Depuis que le conflit dans cette région occidentale du Soudan, grande comme la France, a éclaté en février 2003 et qu'il a été progressivement porté à la connaissance de l'opinion publique mondiale, notamment par le biais d'images et de chiffres chocs, sous le prisme d'une crise humanitaire, d'exactions et de violations de droits humains et que des accusations de génocide ou d'actes constitutifs de génocide ont été avancées par des ONG et une mission d'enquête internationale mandatée par les Nations Unies (4), de nombreuses initiatives diplomatiques ont été entreprises, plusieurs campagnes d'information, de mobilisation des opinions publiques (*) ont été lancées à l'échelle mondiale.
À ce titre, pour le conférencier, l'on ne saurait de prime abord appréhender la complexité de la situation au Darfour s'il est fait abstraction du Soudan dans son ensemble. Pour se faire, il est brièvement revenu sur l'histoire de la région du Darfour (épisode qu'il aborde plus longuement et substantiellement dans son ouvrage susmentionné) qui, s'est joué dans un contexte historique caractérisé par des rivalités et réalités coloniales du XXème siècle. Ainsi, avant 1960, le Darfour était un territoire indépendant du Soudan ; il ne tomba dans la sphère territoriale et politique du Soudan, tel qu'il était alors constitué à cette époque, que lorsque les rivalités entre l'Angleterre et la France se firent une fois de plus jour dans cette région du monde. L' «acquisition» du Darfour se caractérisa dans les années qui suivirent par une marginalisation accrue et par des écarts importants en termes de développement et de mise en valeur entre cette région et d'autres parties du Soudan, telles la Vallée du Nil à l'Est et le Centre du pays. Le Sud du Soudan a également souffert de cette marginalisation, ce qui fut l'une des raisons qui conduit au conflit ayant opposé pendant un peu plus d'une vingtaine d'année le Sud-Soudan au pouvoir central de Khartoum. 
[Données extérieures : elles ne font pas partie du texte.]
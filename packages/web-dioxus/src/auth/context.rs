//! Authentication context provider

use dioxus::prelude::*;
use registry_core::{AuthSession, AuthUser, ClientError, Credentials, RegistryClient};
use tracing::{info, warn};

use crate::browser;
use crate::state::use_app_state;

/// Authentication context that provides the session to the entire app
#[derive(Clone, Copy)]
pub struct AuthContext {
    /// Current session (if signed in)
    pub session: Signal<Option<AuthSession>>,
    /// API client carrying the session token
    client: Signal<RegistryClient>,
    api_url: Signal<String>,
}

impl AuthContext {
    /// Check if the user is authenticated
    pub fn is_authenticated(&self) -> bool {
        self.session.read().is_some()
    }

    pub fn user(&self) -> Option<AuthUser> {
        self.session.read().as_ref().map(|s| s.user.clone())
    }

    /// Client for API calls, with the bearer token when signed in
    pub fn client(&self) -> RegistryClient {
        self.client.peek().clone()
    }

    /// Exchange credentials for a session and remember it.
    pub async fn login(mut self, credentials: Credentials) -> Result<(), ClientError> {
        let session = self.client().login(&credentials).await?;
        info!(user_id = %session.user.id, "Signed in");

        browser::save_session(&session);
        self.client.set(client_for(&self.api_url.peek(), Some(&session)));
        self.session.set(Some(session));
        Ok(())
    }

    /// Clear the auth state (logout)
    pub fn logout(mut self) {
        browser::clear_session();
        self.client.set(client_for(&self.api_url.peek(), None));
        self.session.set(None);
    }

    /// An expired token ends the session so the layout sends the user back
    /// to the login screen.
    pub fn handle_error(self, error: &ClientError) {
        if error.is_unauthorized() && self.session.peek().is_some() {
            warn!("Session rejected by the API, signing out");
            self.logout();
        }
    }
}

fn client_for(api_url: &str, session: Option<&AuthSession>) -> RegistryClient {
    let client = RegistryClient::new(api_url);
    match session {
        Some(session) => client.with_token(&session.token),
        None => client,
    }
}

/// Auth provider component that wraps the app
#[component]
pub fn AuthProvider(children: Element) -> Element {
    let app = use_app_state();

    use_context_provider(|| {
        let api_url = app.api_url();
        let session = browser::load_session();
        let client = client_for(&api_url, session.as_ref());
        AuthContext {
            session: Signal::new(session),
            client: Signal::new(client),
            api_url: Signal::new(api_url),
        }
    });

    children
}

/// Hook to access the auth context
pub fn use_auth() -> AuthContext {
    use_context::<AuthContext>()
}
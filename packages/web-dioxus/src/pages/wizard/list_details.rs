use dioxus::prelude::*;
use registry_core::location::MapBounds;
use registry_core::wizard::{ListDetailsForm, WizardState};
use tracing::debug;

use crate::format;

/// Degrees of latitude/longitude shown around an existing pin
const PIN_SPAN: f64 = 0.05;

/// Step 4: name, dates and where the event happens
#[component]
pub fn ListDetailsStep(mut state: Signal<WizardState>) -> Element {
    let details = state.read().details.clone();

    rsx! {
        h2 { class: "text-lg font-semibold text-gray-900 mb-1", "Registry details" }
        p { class: "text-sm text-gray-500 mb-6", "Guests see these on the published page." }

        div {
            class: "grid grid-cols-1 md:grid-cols-2 gap-6",
            div {
                class: "md:col-span-2",
                label { class: "block text-sm font-medium text-gray-700 mb-2", "Registry name" }
                input {
                    r#type: "text",
                    value: "{details.name}",
                    placeholder: "Ana & Luis' wedding",
                    oninput: move |e| state.write().details.name = e.value(),
                    class: "w-full px-3 py-2 border border-gray-300 rounded-md focus:outline-none focus:ring-2 focus:ring-rose-500",
                }
            }

            DateField {
                label: "Event date",
                value: format::date_input(details.event_date),
                on_change: move |value: String| {
                    state.write().details.event_date = ListDetailsForm::parse_date(&value);
                },
            }
            div {}
            DateField {
                label: "Campaign starts",
                value: format::date_input(details.campaign_start),
                on_change: move |value: String| {
                    state.write().details.campaign_start = ListDetailsForm::parse_date(&value);
                },
            }
            DateField {
                label: "Campaign ends",
                value: format::date_input(details.campaign_end),
                on_change: move |value: String| {
                    state.write().details.campaign_end = ListDetailsForm::parse_date(&value);
                },
            }

            div {
                class: "md:col-span-2",
                label { class: "block text-sm font-medium text-gray-700 mb-2", "Address" }
                input {
                    r#type: "text",
                    value: "{details.location.address}",
                    placeholder: "Venue or street address",
                    oninput: move |e| state.write().details.location.address = e.value(),
                    class: "w-full px-3 py-2 border border-gray-300 rounded-md focus:outline-none focus:ring-2 focus:ring-rose-500",
                }
            }

            div {
                class: "md:col-span-2",
                MapPicker { state: state }
            }
        }
    }
}

#[component]
fn DateField(label: &'static str, value: String, on_change: EventHandler<String>) -> Element {
    rsx! {
        div {
            label { class: "block text-sm font-medium text-gray-700 mb-2", "{label}" }
            input {
                r#type: "date",
                value: "{value}",
                oninput: move |e| on_change.call(e.value()),
                class: "w-full px-3 py-2 border border-gray-300 rounded-md focus:outline-none focus:ring-2 focus:ring-rose-500",
            }
        }
    }
}

/// Embedded map; clicking it drops the event pin
#[component]
fn MapPicker(mut state: Signal<WizardState>) -> Element {
    let location = state.read().details.location.clone();
    let marker = location.lat.zip(location.lng);

    let bounds = use_signal(|| match marker {
        Some((lat, lng)) => MapBounds::around(lat, lng, PIN_SPAN),
        None => MapBounds::default(),
    });
    let mut size = use_signal(|| (0.0_f64, 0.0_f64));
    let mut error = use_signal(|| None::<String>);

    let embed_url = bounds.read().embed_url(marker);

    rsx! {
        label { class: "block text-sm font-medium text-gray-700 mb-2", "Pin the location" }
        div {
            class: "relative h-72 rounded-lg overflow-hidden border border-gray-300",
            iframe {
                class: "absolute inset-0 w-full h-full",
                src: "{embed_url}",
                title: "Event location",
            }
            // The iframe swallows clicks, so an overlay captures them.
            div {
                class: "absolute inset-0 cursor-crosshair",
                onmounted: move |e| async move {
                    if let Ok(rect) = e.get_client_rect().await {
                        size.set((rect.size.width, rect.size.height));
                    }
                },
                onclick: move |e| {
                    let point = e.element_coordinates();
                    let (width, height) = size();
                    match bounds.read().point_at(point.x, point.y, width, height) {
                        Ok(coords) => {
                            debug!(lat = coords.0, lng = coords.1, "Location picked");
                            state.write().details.location.set_point(coords);
                            error.set(None);
                        }
                        Err(e) => error.set(Some(e.to_string())),
                    }
                },
            }
        }
        if let Some((lat, lng)) = marker {
            p { class: "mt-2 text-xs text-gray-500", "Pinned at {lat:.5}, {lng:.5}" }
        } else {
            p { class: "mt-2 text-xs text-gray-500", "Click the map to place a pin." }
        }
        if let Some(err) = error() {
            p { class: "mt-1 text-xs text-red-600", "{err}" }
        }
    }
}
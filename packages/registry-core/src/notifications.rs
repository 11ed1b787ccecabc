//! Notification feed shown on the notifications screen

use crate::types::Notification;

#[derive(Debug, Clone, Default, PartialEq)]
pub struct NotificationFeed {
    entries: Vec<Notification>,
}

impl NotificationFeed {
    /// Sorts newest first.
    pub fn new(mut entries: Vec<Notification>) -> Self {
        entries.sort_by(|a, b| b.created_at.cmp(&a.created_at));
        Self { entries }
    }

    pub fn entries(&self) -> &[Notification] {
        &self.entries
    }

    pub fn is_empty(&self) -> bool {
        self.entries.is_empty()
    }

    pub fn unread_count(&self) -> usize {
        self.entries.iter().filter(|n| !n.read).count()
    }

    pub fn mark_read(&mut self, id: &str) -> bool {
        match self.entries.iter_mut().find(|n| n.id == id) {
            Some(entry) if !entry.read => {
                entry.read = true;
                true
            }
            _ => false,
        }
    }

    pub fn mark_all_read(&mut self) {
        for entry in &mut self.entries {
            entry.read = true;
        }
    }
}

#[cfg(test)]
mod tests {
    use super::*;
    use chrono::{TimeZone, Utc};

    fn note(id: &str, hour: u32, read: bool) -> Notification {
        Notification {
            id: id.into(),
            title: format!("Note {id}"),
            message: "Someone contributed".into(),
            created_at: Utc.with_ymd_and_hms(2026, 10, 1, hour, 0, 0).unwrap(),
            read,
        }
    }

    #[test]
    fn newest_first_with_unread_count() {
        let mut feed = NotificationFeed::new(vec![
            note("a", 8, false),
            note("b", 10, true),
            note("c", 9, false),
        ]);

        let ids: Vec<_> = feed.entries().iter().map(|n| n.id.as_str()).collect();
        assert_eq!(ids, vec!["b", "c", "a"]);
        assert_eq!(feed.unread_count(), 2);

        assert!(feed.mark_read("a"));
        assert!(!feed.mark_read("a"));
        assert_eq!(feed.unread_count(), 1);

        feed.mark_all_read();
        assert_eq!(feed.unread_count(), 0);
    }
}
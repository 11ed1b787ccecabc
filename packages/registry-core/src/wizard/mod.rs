//! List-creation wizard: step forms, the orchestrating state machine and
//! the locally persisted draft.

mod draft;
mod state;
mod steps;
mod submit;

pub use draft::*;
pub use state::*;
pub use steps::*;
pub use submit::*;
use anyhow::{Context, Result};
use dotenvy::dotenv;
use std::env;
use std::path::PathBuf;
use std::time::Duration;

pub const DEFAULT_API_URL: &str = "http://localhost:5000";
pub const DEFAULT_SHARE_BASE_URL: &str = "http://localhost:8080/registry";
pub const DEFAULT_SEARCH_DEBOUNCE_MS: u64 = 1000;
pub const DEFAULT_PAGE_SIZE: u32 = 12;

/// Client configuration loaded from environment variables
#[derive(Debug, Clone)]
pub struct Config {
    /// Base URL of the registry API (without the `/api` suffix)
    pub api_url: String,
    /// Public URL prefix guests use to open a published registry
    pub share_base_url: String,
    pub search_debounce: Duration,
    pub page_size: u32,
    /// Where native builds keep the wizard draft
    pub draft_path: Option<PathBuf>,
}

impl Default for Config {
    fn default() -> Self {
        Self {
            api_url: DEFAULT_API_URL.to_string(),
            share_base_url: DEFAULT_SHARE_BASE_URL.to_string(),
            search_debounce: Duration::from_millis(DEFAULT_SEARCH_DEBOUNCE_MS),
            page_size: DEFAULT_PAGE_SIZE,
            draft_path: None,
        }
    }
}

impl Config {
    /// Load configuration from environment variables
    pub fn from_env() -> Result<Self> {
        // Load .env file if present (development)
        let _ = dotenv();

        Ok(Self {
            api_url: env::var("REGISTRY_API_URL").unwrap_or_else(|_| DEFAULT_API_URL.to_string()),
            share_base_url: env::var("REGISTRY_SHARE_BASE_URL")
                .unwrap_or_else(|_| DEFAULT_SHARE_BASE_URL.to_string()),
            search_debounce: Duration::from_millis(
                env::var("REGISTRY_SEARCH_DEBOUNCE_MS")
                    .unwrap_or_else(|_| DEFAULT_SEARCH_DEBOUNCE_MS.to_string())
                    .parse()
                    .context("REGISTRY_SEARCH_DEBOUNCE_MS must be a valid number")?,
            ),
            page_size: env::var("REGISTRY_PAGE_SIZE")
                .unwrap_or_else(|_| DEFAULT_PAGE_SIZE.to_string())
                .parse()
                .context("REGISTRY_PAGE_SIZE must be a valid number")?,
            draft_path: env::var("REGISTRY_DRAFT_PATH").ok().map(PathBuf::from),
        })
    }

    /// Build configuration from values baked in at compile time.
    ///
    /// Browser builds have no process environment, so the web crate passes
    /// `option_env!` results here.
    pub fn from_build_values(
        api_url: Option<&str>,
        share_base_url: Option<&str>,
        debounce_ms: Option<&str>,
        page_size: Option<&str>,
    ) -> Self {
        let defaults = Self::default();
        Self {
            api_url: api_url.map(str::to_string).unwrap_or(defaults.api_url),
            share_base_url: share_base_url
                .map(str::to_string)
                .unwrap_or(defaults.share_base_url),
            search_debounce: debounce_ms
                .and_then(|v| v.parse().ok())
                .map(Duration::from_millis)
                .unwrap_or(defaults.search_debounce),
            page_size: page_size
                .and_then(|v| v.parse().ok())
                .filter(|size| *size > 0)
                .unwrap_or(defaults.page_size),
            draft_path: None,
        }
    }
}

#[cfg(test)]
mod tests {
    use super::*;

    #[test]
    fn build_values_fall_back_to_defaults() {
        let config = Config::from_build_values(None, None, Some("not-a-number"), Some("0"));

        assert_eq!(config.api_url, DEFAULT_API_URL);
        assert_eq!(config.search_debounce, Duration::from_millis(1000));
        assert_eq!(config.page_size, DEFAULT_PAGE_SIZE);
    }

    #[test]
    fn build_values_override_defaults() {
        let config = Config::from_build_values(
            Some("https://api.example.com"),
            Some("https://gifts.example.com/r"),
            Some("250"),
            Some("24"),
        );

        assert_eq!(config.api_url, "https://api.example.com");
        assert_eq!(config.share_base_url, "https://gifts.example.com/r");
        assert_eq!(config.search_debounce, Duration::from_millis(250));
        assert_eq!(config.page_size, 24);
    }
}
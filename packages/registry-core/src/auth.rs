//! Login credentials and the authenticated session

use serde::{Deserialize, Serialize};

use crate::error::ValidationError;
use crate::types::{AuthUser, LoginResponse};

/// Body for `POST /api/auth/login`
#[derive(Debug, Clone, Serialize)]
pub struct Credentials {
    pub email: String,
    pub password: String,
}

impl Credentials {
    pub fn new(email: impl Into<String>, password: impl Into<String>) -> Self {
        Self {
            email: email.into(),
            password: password.into(),
        }
    }

    /// Trimmed credentials, or an error if either field is blank
    pub fn validated(&self) -> Result<Credentials, ValidationError> {
        let email = self.email.trim();
        if email.is_empty() || self.password.is_empty() {
            return Err(ValidationError::CredentialsMissing);
        }
        Ok(Credentials::new(email, self.password.clone()))
    }
}

/// Token and profile returned by a successful login
#[derive(Debug, Clone, PartialEq, Eq, Serialize, Deserialize)]
pub struct AuthSession {
    pub token: String,
    pub user: AuthUser,
}

impl From<LoginResponse> for AuthSession {
    fn from(response: LoginResponse) -> Self {
        Self {
            token: response.token,
            user: response.user,
        }
    }
}

#[cfg(test)]
mod tests {
    use super::*;

    #[test]
    fn blank_credentials_rejected() {
        assert_eq!(
            Credentials::new("  ", "secret").validated().unwrap_err(),
            ValidationError::CredentialsMissing
        );
        assert_eq!(
            Credentials::new("me@example.com", "").validated().unwrap_err(),
            ValidationError::CredentialsMissing
        );
    }

    #[test]
    fn email_is_trimmed() {
        let creds = Credentials::new(" me@example.com ", "secret").validated().unwrap();
        assert_eq!(creds.email, "me@example.com");
    }
}
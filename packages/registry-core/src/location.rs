//! Map-click location picking for the list details step

use serde::{Deserialize, Serialize};

use crate::error::ValidationError;
use crate::types::Location;

/// Geographic rectangle shown by the picker map
#[derive(Debug, Clone, Copy, PartialEq, Serialize, Deserialize)]
pub struct MapBounds {
    pub north: f64,
    pub south: f64,
    pub west: f64,
    pub east: f64,
}

impl MapBounds {
    /// Rectangle of `span` degrees centred on a point
    pub fn around(lat: f64, lng: f64, span: f64) -> Self {
        let half = span / 2.0;
        Self {
            north: (lat + half).min(90.0),
            south: (lat - half).max(-90.0),
            west: (lng - half).max(-180.0),
            east: (lng + half).min(180.0),
        }
    }

    pub fn center(&self) -> (f64, f64) {
        (
            (self.north + self.south) / 2.0,
            (self.west + self.east) / 2.0,
        )
    }

    /// OpenStreetMap embed URL for rendering these bounds, with an optional marker
    pub fn embed_url(&self, marker: Option<(f64, f64)>) -> String {
        let mut url = format!(
            "https://www.openstreetmap.org/export/embed.html?bbox={:.5},{:.5},{:.5},{:.5}&layer=mapnik",
            self.west, self.south, self.east, self.north
        );
        if let Some((lat, lng)) = marker {
            url.push_str(&format!("&marker={:.5},{:.5}", lat, lng));
        }
        url
    }

    /// Translate a click at pixel offset (`x`, `y`) on a `width`×`height`
    /// map into latitude/longitude. Linear interpolation is accurate enough
    /// at city zoom levels.
    pub fn point_at(
        &self,
        x: f64,
        y: f64,
        width: f64,
        height: f64,
    ) -> Result<(f64, f64), ValidationError> {
        if width <= 0.0 || height <= 0.0 || !(0.0..=width).contains(&x) || !(0.0..=height).contains(&y)
        {
            return Err(ValidationError::LocationOutOfBounds);
        }
        let lat = self.north - (y / height) * (self.north - self.south);
        let lng = self.west + (x / width) * (self.east - self.west);
        Ok((lat, lng))
    }
}

impl Default for MapBounds {
    /// Bogotá city centre
    fn default() -> Self {
        Self::around(4.711, -74.0721, 0.2)
    }
}

impl Location {
    pub fn has_point(&self) -> bool {
        self.lat.is_some() && self.lng.is_some()
    }

    pub fn set_point(&mut self, (lat, lng): (f64, f64)) {
        self.lat = Some(lat);
        self.lng = Some(lng);
    }

    pub fn is_empty(&self) -> bool {
        self.address.trim().is_empty() && !self.has_point()
    }
}

#[cfg(test)]
mod tests {
    use super::*;

    fn bounds() -> MapBounds {
        MapBounds {
            north: 10.0,
            south: 0.0,
            west: -20.0,
            east: -10.0,
        }
    }

    #[test]
    fn corners_map_to_bounds() {
        let b = bounds();
        assert_eq!(b.point_at(0.0, 0.0, 400.0, 200.0).unwrap(), (10.0, -20.0));
        assert_eq!(b.point_at(400.0, 200.0, 400.0, 200.0).unwrap(), (0.0, -10.0));
        assert_eq!(b.point_at(200.0, 100.0, 400.0, 200.0).unwrap(), (5.0, -15.0));
    }

    #[test]
    fn clicks_outside_map_rejected() {
        let b = bounds();
        assert_eq!(
            b.point_at(-1.0, 10.0, 400.0, 200.0),
            Err(ValidationError::LocationOutOfBounds)
        );
        assert_eq!(
            b.point_at(10.0, 10.0, 0.0, 200.0),
            Err(ValidationError::LocationOutOfBounds)
        );
    }

    #[test]
    fn embed_url_includes_marker() {
        let url = bounds().embed_url(Some((5.0, -15.0)));
        assert!(url.contains("bbox=-20.00000,0.00000,-10.00000,10.00000"));
        assert!(url.ends_with("&marker=5.00000,-15.00000"));
    }

    #[test]
    fn location_point_tracking() {
        let mut location = Location::default();
        assert!(location.is_empty());

        location.set_point((1.0, 2.0));
        assert!(location.has_point());
        assert!(!location.is_empty());
    }
}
Ainsi, alors que la population des trois provinces du Darfour s'accroissait, les infrastructures sanitaires, routières et éducatives n'ont pas suivi. C'est ce sentiment d'abandon et d'être méprisé par le Gouvernement central de Khartoum et, paradoxalement, la paix signée entre le Sud-Soudan et Khartoum (5), qui ont poussé deux mouvements rebelles (le Mouvement de Libération du Soudan -MLS-, souhaitant un meilleur partage des richesses et le Mouvement Justice et Égalité -MJE- de tendance islamiste et ayant un agenda plus national voire indépendantiste) composés de populations originaires du Darfour qui a mis le feu au poudre en février 2003.
Le conférencier est ensuite revenu sur la nature des oppositions dont il s'est attelé à déconstruire certaines idées préconçues. Il a ainsi insisté sur le fait que le conflit au Darfour n'était pas le résultat d'une opposition aux couleurs religieuses, avec d'un côté des Chrétiens et de l'autre des Musulmans et encore moins un affrontement aux lignes clairement démarquées entre populations «Arabes» et «Noires». La stratégie à laquelle l'on a assisté de la part du gouvernement de Khartoum pourrait se résumer à une instrumentalisation de franges de la population darfourienne prônant une idéologie raciste persistante et fondée sur la supériorité des Arabes sur les populations «noires», qui ne mériteraient que la place d'esclaves qui sied à des êtres inférieurs ; ce serait au sein de ces franges que le gouvernement de Khartoum a décidé de recruter et armer des miliciens Janjawids, auprès de qui furent sous-traités les actes qui leurs sont actuellement reprochés. Par ailleurs, pour invalider une autre idée et perception du conflit qui a largement été avancée au début du conflit au Darfour, il est important de préciser que toutes les populations du Darfour sont musulmanes. De plus, les nombreux mixages de populations rendent véritablement difficile et peu évidente la distinction entre un «arabe» et un «noir».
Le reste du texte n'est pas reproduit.